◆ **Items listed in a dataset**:
[Start of section]
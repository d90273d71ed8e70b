//! Error types for TypeState.

use std::path::PathBuf;
use thiserror::Error;

/// Errors raised while loading or validating the scaler and classifier artifacts.
#[derive(Debug, Error)]
pub enum ArtifactError {
    #[error("Failed to read artifact {path}: {source}")]
    Io {
        path: PathBuf,
        #[source]
        source: std::io::Error,
    },

    #[error("Invalid artifact JSON: {0}")]
    Json(#[from] serde_json::Error),

    #[error("Invalid artifact: {0}")]
    Invalid(String),

    #[error("Feature layout mismatch: expected {expected:?}, artifact declares {found:?}")]
    LayoutMismatch {
        expected: Vec<String>,
        found: Vec<String>,
    },
}

/// Errors a classifier implementation may return from `predict`.
#[derive(Debug, Error)]
#[error("Inference failed: {0}")]
pub struct InferenceError(pub String);

/// Errors surfaced by the online analyzer.
///
/// Missing evidence is not an error; it is reported through
/// `StressStatus::CollectingData`.
#[derive(Debug, Error)]
pub enum AnalyzerError {
    #[error("Model artifacts unavailable: {0}")]
    ServiceUnavailable(String),

    #[error("Feature assembly failed: {0}")]
    FeatureAssembly(String),

    #[error(transparent)]
    Inference(#[from] InferenceError),
}

/// Errors raised by the batch training-table builder.
#[derive(Debug, Error)]
pub enum BuildError {
    #[error("IO error: {0}")]
    Io(#[from] std::io::Error),

    #[error("Invalid JSON: {0}")]
    Json(#[from] serde_json::Error),

    #[error("Invalid session export: {0}")]
    InvalidInput(String),
}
[End of section]
◆ **DIRECTIONS**: Which lines of the data contain the word "Errors"? Copy each one.

◆ **SOLUTION FOR THIS PROBLEM**:
/// Errors raised while loading or validating the scaler and classifier artifacts.
/// Errors a classifier implementation may return from `predict`.
/// Errors surfaced by the online analyzer.
/// Errors raised by the batch training-table builder.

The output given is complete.